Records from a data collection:
*** Block opens ***

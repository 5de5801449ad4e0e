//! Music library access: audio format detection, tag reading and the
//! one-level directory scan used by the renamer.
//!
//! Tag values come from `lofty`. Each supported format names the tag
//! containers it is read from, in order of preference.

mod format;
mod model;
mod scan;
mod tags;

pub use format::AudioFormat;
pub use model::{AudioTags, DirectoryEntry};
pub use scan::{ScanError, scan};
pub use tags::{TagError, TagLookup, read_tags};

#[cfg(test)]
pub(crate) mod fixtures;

*** Block closes ***
*** Block opens ***

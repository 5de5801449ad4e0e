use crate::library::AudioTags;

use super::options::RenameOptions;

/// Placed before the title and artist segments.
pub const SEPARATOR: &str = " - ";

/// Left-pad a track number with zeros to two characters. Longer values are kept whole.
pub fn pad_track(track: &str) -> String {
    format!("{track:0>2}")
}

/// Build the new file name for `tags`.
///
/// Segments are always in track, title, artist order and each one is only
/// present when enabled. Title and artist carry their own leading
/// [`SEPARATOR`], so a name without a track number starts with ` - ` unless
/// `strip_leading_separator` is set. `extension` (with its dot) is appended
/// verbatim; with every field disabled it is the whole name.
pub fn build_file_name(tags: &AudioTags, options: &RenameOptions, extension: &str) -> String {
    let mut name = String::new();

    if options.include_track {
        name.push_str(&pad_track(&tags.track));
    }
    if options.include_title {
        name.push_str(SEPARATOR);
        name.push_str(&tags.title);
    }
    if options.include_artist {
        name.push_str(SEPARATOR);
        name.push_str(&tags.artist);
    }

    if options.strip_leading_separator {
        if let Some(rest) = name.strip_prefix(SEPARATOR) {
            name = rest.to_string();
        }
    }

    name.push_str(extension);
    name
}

*** Block closes ***
*** Block opens ***

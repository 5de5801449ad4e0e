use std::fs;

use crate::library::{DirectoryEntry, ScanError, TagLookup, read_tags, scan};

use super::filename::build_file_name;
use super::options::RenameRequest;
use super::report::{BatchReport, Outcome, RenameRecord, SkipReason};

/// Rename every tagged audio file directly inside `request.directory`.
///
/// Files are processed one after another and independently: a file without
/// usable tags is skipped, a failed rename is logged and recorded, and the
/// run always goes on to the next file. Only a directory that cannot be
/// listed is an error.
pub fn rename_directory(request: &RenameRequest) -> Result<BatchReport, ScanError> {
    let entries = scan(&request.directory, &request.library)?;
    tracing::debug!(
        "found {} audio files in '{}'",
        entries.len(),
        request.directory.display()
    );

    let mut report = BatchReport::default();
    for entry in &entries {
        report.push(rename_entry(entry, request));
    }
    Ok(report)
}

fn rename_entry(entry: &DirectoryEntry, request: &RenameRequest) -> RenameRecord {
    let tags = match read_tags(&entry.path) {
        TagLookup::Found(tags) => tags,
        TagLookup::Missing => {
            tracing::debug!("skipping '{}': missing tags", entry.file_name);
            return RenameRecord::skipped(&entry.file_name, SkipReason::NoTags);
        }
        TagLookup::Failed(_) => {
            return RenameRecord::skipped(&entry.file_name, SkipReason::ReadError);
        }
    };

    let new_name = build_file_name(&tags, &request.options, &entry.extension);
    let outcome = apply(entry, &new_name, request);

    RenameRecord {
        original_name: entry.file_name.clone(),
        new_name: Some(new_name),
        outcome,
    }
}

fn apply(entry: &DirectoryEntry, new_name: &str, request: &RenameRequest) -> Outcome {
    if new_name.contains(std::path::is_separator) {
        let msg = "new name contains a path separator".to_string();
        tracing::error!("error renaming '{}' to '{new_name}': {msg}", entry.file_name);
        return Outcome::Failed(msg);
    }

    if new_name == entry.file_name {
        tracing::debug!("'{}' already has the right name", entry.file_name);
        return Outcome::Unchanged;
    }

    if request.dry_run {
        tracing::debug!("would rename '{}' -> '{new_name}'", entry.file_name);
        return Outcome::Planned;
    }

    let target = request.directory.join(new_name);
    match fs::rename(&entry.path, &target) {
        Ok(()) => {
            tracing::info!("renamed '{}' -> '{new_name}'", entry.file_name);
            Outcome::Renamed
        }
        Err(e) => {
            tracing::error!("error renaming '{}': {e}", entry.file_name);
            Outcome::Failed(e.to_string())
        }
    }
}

*** Block closes ***

EXERCISE AIM: Copy the lines above that hold the word "entries".

SOLUTION FOR THIS TASK:
    let entries = scan(&request.directory, &request.library)?;
        entries.len(),
    for entry in &entries {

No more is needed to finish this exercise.